[Saved entries]

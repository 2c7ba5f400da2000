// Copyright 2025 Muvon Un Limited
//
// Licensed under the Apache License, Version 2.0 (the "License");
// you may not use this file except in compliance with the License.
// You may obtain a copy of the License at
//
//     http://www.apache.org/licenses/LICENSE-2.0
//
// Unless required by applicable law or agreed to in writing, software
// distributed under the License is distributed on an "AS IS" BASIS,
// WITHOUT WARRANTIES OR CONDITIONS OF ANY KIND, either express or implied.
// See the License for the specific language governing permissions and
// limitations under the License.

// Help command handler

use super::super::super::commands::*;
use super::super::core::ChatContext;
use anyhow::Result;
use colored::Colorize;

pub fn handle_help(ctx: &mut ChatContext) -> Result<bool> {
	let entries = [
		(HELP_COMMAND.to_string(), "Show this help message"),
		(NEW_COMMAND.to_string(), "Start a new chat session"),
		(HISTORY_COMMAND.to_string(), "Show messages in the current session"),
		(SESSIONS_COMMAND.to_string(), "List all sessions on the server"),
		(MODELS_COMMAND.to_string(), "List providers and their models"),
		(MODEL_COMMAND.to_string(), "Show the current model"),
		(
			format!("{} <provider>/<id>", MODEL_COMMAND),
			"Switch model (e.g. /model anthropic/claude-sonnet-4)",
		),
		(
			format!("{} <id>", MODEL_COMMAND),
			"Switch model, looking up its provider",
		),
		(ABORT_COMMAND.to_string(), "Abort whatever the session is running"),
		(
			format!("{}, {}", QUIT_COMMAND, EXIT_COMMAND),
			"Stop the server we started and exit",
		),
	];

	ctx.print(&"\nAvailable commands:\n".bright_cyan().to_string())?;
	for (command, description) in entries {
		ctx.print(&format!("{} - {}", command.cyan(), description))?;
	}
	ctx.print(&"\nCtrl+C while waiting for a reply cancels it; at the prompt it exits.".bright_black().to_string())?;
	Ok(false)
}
* * *
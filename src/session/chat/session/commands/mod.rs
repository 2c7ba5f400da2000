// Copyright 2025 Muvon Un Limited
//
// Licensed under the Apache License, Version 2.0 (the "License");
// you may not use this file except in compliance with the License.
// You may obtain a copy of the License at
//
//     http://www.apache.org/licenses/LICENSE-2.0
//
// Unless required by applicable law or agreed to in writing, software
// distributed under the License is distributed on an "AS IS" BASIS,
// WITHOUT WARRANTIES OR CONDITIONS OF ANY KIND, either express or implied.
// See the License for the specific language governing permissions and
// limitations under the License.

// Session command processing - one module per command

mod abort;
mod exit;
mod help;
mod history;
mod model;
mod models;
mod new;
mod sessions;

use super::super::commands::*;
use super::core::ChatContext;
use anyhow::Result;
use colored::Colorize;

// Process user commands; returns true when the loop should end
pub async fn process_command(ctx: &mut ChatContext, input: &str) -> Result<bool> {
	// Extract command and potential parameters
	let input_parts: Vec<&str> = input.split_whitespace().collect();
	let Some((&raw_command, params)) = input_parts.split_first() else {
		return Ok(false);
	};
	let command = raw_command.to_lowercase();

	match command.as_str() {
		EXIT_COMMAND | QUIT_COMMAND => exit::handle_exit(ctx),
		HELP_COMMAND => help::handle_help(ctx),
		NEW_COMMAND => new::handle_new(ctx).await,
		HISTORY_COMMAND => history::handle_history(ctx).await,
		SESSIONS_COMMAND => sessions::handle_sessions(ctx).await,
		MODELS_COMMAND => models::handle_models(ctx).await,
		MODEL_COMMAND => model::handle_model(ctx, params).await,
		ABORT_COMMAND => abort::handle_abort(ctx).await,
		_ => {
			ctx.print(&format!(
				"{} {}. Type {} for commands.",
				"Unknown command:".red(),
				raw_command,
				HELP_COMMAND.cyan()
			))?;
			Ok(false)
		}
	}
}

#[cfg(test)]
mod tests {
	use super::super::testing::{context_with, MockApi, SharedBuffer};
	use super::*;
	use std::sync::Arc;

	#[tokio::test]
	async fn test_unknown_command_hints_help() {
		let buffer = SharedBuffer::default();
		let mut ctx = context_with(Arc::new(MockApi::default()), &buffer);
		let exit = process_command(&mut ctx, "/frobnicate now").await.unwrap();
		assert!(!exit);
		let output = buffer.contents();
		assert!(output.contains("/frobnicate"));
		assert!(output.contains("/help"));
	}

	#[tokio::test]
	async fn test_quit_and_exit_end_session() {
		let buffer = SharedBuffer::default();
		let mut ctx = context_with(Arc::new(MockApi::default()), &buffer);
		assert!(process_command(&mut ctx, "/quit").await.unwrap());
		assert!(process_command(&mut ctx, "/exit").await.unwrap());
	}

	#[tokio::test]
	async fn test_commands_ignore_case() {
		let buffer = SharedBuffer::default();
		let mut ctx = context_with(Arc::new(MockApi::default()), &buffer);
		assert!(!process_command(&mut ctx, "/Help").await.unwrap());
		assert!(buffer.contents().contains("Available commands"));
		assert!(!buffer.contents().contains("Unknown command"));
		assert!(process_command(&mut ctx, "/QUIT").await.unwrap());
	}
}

GOAL OF THE EXERCISE → Could you return every line from the entries above in which the string "assert" occurs?

EXERCISE SOLUTION →
		assert!(!exit);
		assert!(output.contains("/frobnicate"));
		assert!(output.contains("/help"));
		assert!(process_command(&mut ctx, "/quit").await.unwrap());
		assert!(process_command(&mut ctx, "/exit").await.unwrap());
		assert!(!process_command(&mut ctx, "/Help").await.unwrap());
		assert!(buffer.contents().contains("Available commands"));
		assert!(!buffer.contents().contains("Unknown command"));
		assert!(process_command(&mut ctx, "/QUIT").await.unwrap());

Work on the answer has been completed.